Saved data entries
>>>>
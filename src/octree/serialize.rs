//! Transport forms of a built octree.
//!
//! The primary form is one contiguous buffer: the [`OctreeInfo`] header
//! followed by the key, child, feature, label and split blocks, each laid
//! out per level at the location the header records. The legacy stream
//! form is a narrower export kept for old consumers; it carries the tree
//! topology plus the finest-level normals, displacements and labels only.

use binrw::{BinReaderExt, BinWriterExt};
use std::io::{Cursor, Seek, Write};
use std::path::Path;
use thiserror::Error;

use super::info::{FormatError, OctreeInfo, PropType};
use super::{key, Octree};

#[derive(Error, Debug)]
pub enum ReadOctreeError {
    #[error("IO error")]
    Io(#[from] std::io::Error),

    #[error("invalid binary data")]
    InvalidBinaryData(#[from] binrw::Error),

    #[error(transparent)]
    Format(#[from] FormatError),

    #[error("buffer holds {actual} bytes but the header announces {expected}")]
    Truncated { expected: usize, actual: usize },
}

#[derive(Error, Debug)]
pub enum WriteOctreeError {
    #[error("IO error")]
    Io(#[from] std::io::Error),

    #[error("invalid binary data")]
    InvalidBinaryData(#[from] binrw::Error),
}

fn push_u32s(buf: &mut Vec<u8>, values: &[u32]) {
    for v in values {
        buf.extend_from_slice(&v.to_le_bytes());
    }
}

fn push_i32s(buf: &mut Vec<u8>, values: &[i32]) {
    for v in values {
        buf.extend_from_slice(&v.to_le_bytes());
    }
}

fn push_f32s(buf: &mut Vec<u8>, values: &[f32]) {
    for v in values {
        buf.extend_from_slice(&v.to_le_bytes());
    }
}

fn read_u32s(cursor: &mut Cursor<&[u8]>, count: usize) -> Result<Vec<u32>, binrw::Error> {
    cursor.read_le_args(binrw::VecArgs::builder().count(count).finalize())
}

fn read_i32s(cursor: &mut Cursor<&[u8]>, count: usize) -> Result<Vec<i32>, binrw::Error> {
    cursor.read_le_args(binrw::VecArgs::builder().count(count).finalize())
}

fn read_f32s(cursor: &mut Cursor<&[u8]>, count: usize) -> Result<Vec<f32>, binrw::Error> {
    cursor.read_le_args(binrw::VecArgs::builder().count(count).finalize())
}

impl Octree {
    /// Lay the descriptor and every property block out into the
    /// contiguous transport buffer.
    pub(crate) fn serialize(&mut self) {
        let depth = self.info.depth();
        let size = self.info.sizeof_octree();

        let mut buf = Vec::with_capacity(size);
        {
            let mut cursor = Cursor::new(&mut buf);
            cursor
                .write_le(&self.info)
                .expect("writing a header to an in-memory buffer cannot fail");
        }

        let levels = |location: i32| -> std::ops::RangeInclusive<i32> {
            if location == -1 {
                0..=depth
            } else {
                location..=location
            }
        };

        // key block
        if self.info.key2xyz() {
            let xyz = self.key_to_xyz();
            for d in levels(self.info.location(PropType::Key)) {
                push_u32s(&mut buf, &xyz[d as usize]);
            }
        } else {
            for d in levels(self.info.location(PropType::Key)) {
                push_u32s(&mut buf, &self.keys[d as usize]);
            }
        }

        // child block
        for d in levels(self.info.location(PropType::Child)) {
            push_i32s(&mut buf, &self.children[d as usize]);
        }

        // feature block: normals, displacement and the auxiliary channels
        // fused per level
        if self.info.has_property(PropType::Feature) {
            for d in levels(self.info.location(PropType::Feature)) {
                let d = d as usize;
                push_f32s(&mut buf, &self.avg_normals[d]);
                push_f32s(&mut buf, &self.displacement[d]);
                push_f32s(&mut buf, &self.avg_features[d]);
                push_f32s(&mut buf, &self.avg_fpfh[d]);
                push_f32s(&mut buf, &self.avg_roughness[d]);
            }
        }

        // label block
        if self.info.has_property(PropType::Label) {
            for d in levels(self.info.location(PropType::Label)) {
                push_f32s(&mut buf, &self.avg_labels[d as usize]);
            }
        }

        // split block
        if self.info.has_property(PropType::Split) {
            for d in levels(self.info.location(PropType::Split)) {
                let floats: Vec<f32> =
                    self.split_labels[d as usize].iter().map(|s| *s as f32).collect();
                push_f32s(&mut buf, &floats);
            }
        }

        debug_assert_eq!(buf.len(), size);
        self.buffer = buf;
    }

    /// Decoded `(x, y, z, depth)` key words for the serialized key block.
    pub(crate) fn key_to_xyz(&self) -> Vec<Vec<u32>> {
        let depth = self.info.depth();
        let channel = self.info.channel(PropType::Key);

        let mut xyz = Vec::with_capacity(depth as usize + 1);
        for d in 0..=depth {
            let mut words = Vec::with_capacity(self.keys[d as usize].len() * channel as usize);
            for k in self.keys[d as usize].iter() {
                let pt = key::decode(*k, d);
                if channel == 1 {
                    words.push(key::pack_xyzd(pt, d));
                } else {
                    words.extend_from_slice(&key::pack_xyzd_wide(pt, d));
                }
            }
            xyz.push(words);
        }
        xyz
    }

    /// Parse a serialized buffer back into a structured octree.
    pub fn from_buffer(data: &[u8]) -> Result<Octree, ReadOctreeError> {
        let mut cursor = Cursor::new(data);
        let info: OctreeInfo = cursor.read_le()?;
        info.check_format()?;

        let expected = info.sizeof_octree();
        if data.len() < expected {
            return Err(ReadOctreeError::Truncated {
                expected,
                actual: data.len(),
            });
        }

        let depth = info.depth();
        let mut octree = Octree::with_info(info);
        let info = &octree.info;

        let levels = |location: i32| -> std::ops::RangeInclusive<i32> {
            if location == -1 {
                0..=depth
            } else {
                location..=location
            }
        };

        // key block
        let key_channel = info.channel(PropType::Key) as usize;
        let mut keys = vec![Vec::new(); depth as usize + 1];
        for d in levels(info.location(PropType::Key)) {
            let nnum = info.node_num(d) as usize;
            let words = read_u32s(&mut cursor, nnum * key_channel.max(1))?;
            keys[d as usize] = if info.key2xyz() {
                words
                    .chunks_exact(key_channel)
                    .map(|w| {
                        let (pt, _) = if key_channel == 1 {
                            key::unpack_xyzd(w[0])
                        } else {
                            key::unpack_xyzd_wide([w[0], w[1]])
                        };
                        key::encode(pt, d)
                    })
                    .collect()
            } else {
                words
            };
        }

        // child block
        let mut children = vec![Vec::new(); depth as usize + 1];
        for d in levels(info.location(PropType::Child)) {
            let nnum = info.node_num(d) as usize;
            children[d as usize] = read_i32s(&mut cursor, nnum)?;
        }

        // feature block: normals first, then the displacement channel when
        // present, the rest stays fused as auxiliary features
        let feature_channel = info.channel(PropType::Feature) as usize;
        let normal_channel = if feature_channel >= 3 { 3 } else { 0 };
        let dis_channel = if info.has_displace() && feature_channel >= 4 {
            1
        } else {
            0
        };
        let rest_channel = feature_channel - normal_channel - dis_channel;

        let mut normals = vec![Vec::new(); depth as usize + 1];
        let mut displacement = vec![Vec::new(); depth as usize + 1];
        let mut features = vec![Vec::new(); depth as usize + 1];
        if info.has_property(PropType::Feature) {
            for d in levels(info.location(PropType::Feature)) {
                let nnum = info.node_num(d) as usize;
                normals[d as usize] = read_f32s(&mut cursor, nnum * normal_channel)?;
                displacement[d as usize] = read_f32s(&mut cursor, nnum * dis_channel)?;
                features[d as usize] = read_f32s(&mut cursor, nnum * rest_channel)?;
            }
        }

        // label block
        let mut labels = vec![Vec::new(); depth as usize + 1];
        if info.has_property(PropType::Label) {
            for d in levels(info.location(PropType::Label)) {
                let nnum = info.node_num(d) as usize;
                labels[d as usize] = read_f32s(&mut cursor, nnum)?;
            }
        }

        // split block
        let mut split = vec![Vec::new(); depth as usize + 1];
        if info.has_property(PropType::Split) {
            for d in levels(info.location(PropType::Split)) {
                let nnum = info.node_num(d) as usize;
                split[d as usize] = read_f32s(&mut cursor, nnum)?
                    .into_iter()
                    .map(|s| s as u8)
                    .collect();
            }
        }

        octree.keys = keys;
        octree.children = children;
        octree.avg_normals = normals;
        octree.displacement = displacement;
        octree.avg_features = features;
        octree.avg_labels = labels;
        octree.split_labels = split;
        octree.buffer = data[..expected].to_vec();
        octree.covered_depth_nodes();
        Ok(octree)
    }

    /// Write the serialized buffer to a file.
    pub fn write_file(&self, path: impl AsRef<Path>) -> Result<(), WriteOctreeError> {
        std::fs::write(path, &self.buffer)?;
        Ok(())
    }

    /// Read a serialized octree file.
    pub fn read_file(path: impl AsRef<Path>) -> Result<Octree, ReadOctreeError> {
        let data = std::fs::read(path)?;
        Self::from_buffer(&data)
    }

    /// Export the narrow legacy stream: topology for every level plus the
    /// finest-level normals, displacements and labels. Writes until the
    /// stream fails.
    pub fn write_legacy<W: Write + Seek>(&self, writer: &mut W) -> Result<(), WriteOctreeError> {
        let depth = self.info.depth();
        let full_layer = self.info.full_layer();

        let node_num: Vec<i32> = self.keys.iter().map(|k| k.len() as i32).collect();
        let mut node_num_accu = vec![0i32; depth as usize + 2];
        for d in 1..node_num_accu.len() {
            node_num_accu[d] = node_num_accu[d - 1] + node_num[d - 1];
        }
        let total_node_num = node_num_accu[depth as usize + 1];
        let final_node_num = node_num[depth as usize];

        let mut packed = Vec::with_capacity(total_node_num as usize);
        let mut children = Vec::with_capacity(total_node_num as usize);
        for d in 0..=depth {
            for (k, child) in self.keys[d as usize]
                .iter()
                .zip(self.children[d as usize].iter())
            {
                packed.push(key::pack_xyzd(key::decode(*k, d), d));
                children.push(*child);
            }
        }

        writer.write_le(&total_node_num)?;
        writer.write_le(&final_node_num)?;
        writer.write_le(&depth)?;
        writer.write_le(&full_layer)?;
        writer.write_le(&node_num)?;
        writer.write_le(&node_num_accu)?;
        writer.write_le(&packed)?;
        writer.write_le(&children)?;
        writer.write_le(&self.avg_normals[depth as usize])?;
        writer.write_le(&self.displacement[depth as usize])?;
        writer.write_le(&self.avg_labels[depth as usize])?;
        Ok(())
    }
}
<<<<
ABOUT THIS EXERCISE: Set down, exactly as they appear above, all lines from the one that has "let info: OctreeInfo" down to the one that has "let dis_channel = if", including those two and no others.

EXERCISE RESULT:
        let info: OctreeInfo = cursor.read_le()?;
        info.check_format()?;

        let expected = info.sizeof_octree();
        if data.len() < expected {
            return Err(ReadOctreeError::Truncated {
                expected,
                actual: data.len(),
            });
        }

        let depth = info.depth();
        let mut octree = Octree::with_info(info);
        let info = &octree.info;

        let levels = |location: i32| -> std::ops::RangeInclusive<i32> {
            if location == -1 {
                0..=depth
            } else {
                location..=location
            }
        };

        // key block
        let key_channel = info.channel(PropType::Key) as usize;
        let mut keys = vec![Vec::new(); depth as usize + 1];
        for d in levels(info.location(PropType::Key)) {
            let nnum = info.node_num(d) as usize;
            let words = read_u32s(&mut cursor, nnum * key_channel.max(1))?;
            keys[d as usize] = if info.key2xyz() {
                words
                    .chunks_exact(key_channel)
                    .map(|w| {
                        let (pt, _) = if key_channel == 1 {
                            key::unpack_xyzd(w[0])
                        } else {
                            key::unpack_xyzd_wide([w[0], w[1]])
                        };
                        key::encode(pt, d)
                    })
                    .collect()
            } else {
                words
            };
        }

        // child block
        let mut children = vec![Vec::new(); depth as usize + 1];
        for d in levels(info.location(PropType::Child)) {
            let nnum = info.node_num(d) as usize;
            children[d as usize] = read_i32s(&mut cursor, nnum)?;
        }

        // feature block: normals first, then the displacement channel when
        // present, the rest stays fused as auxiliary features
        let feature_channel = info.channel(PropType::Feature) as usize;
        let normal_channel = if feature_channel >= 3 { 3 } else { 0 };
        let dis_channel = if info.has_displace() && feature_channel >= 4 {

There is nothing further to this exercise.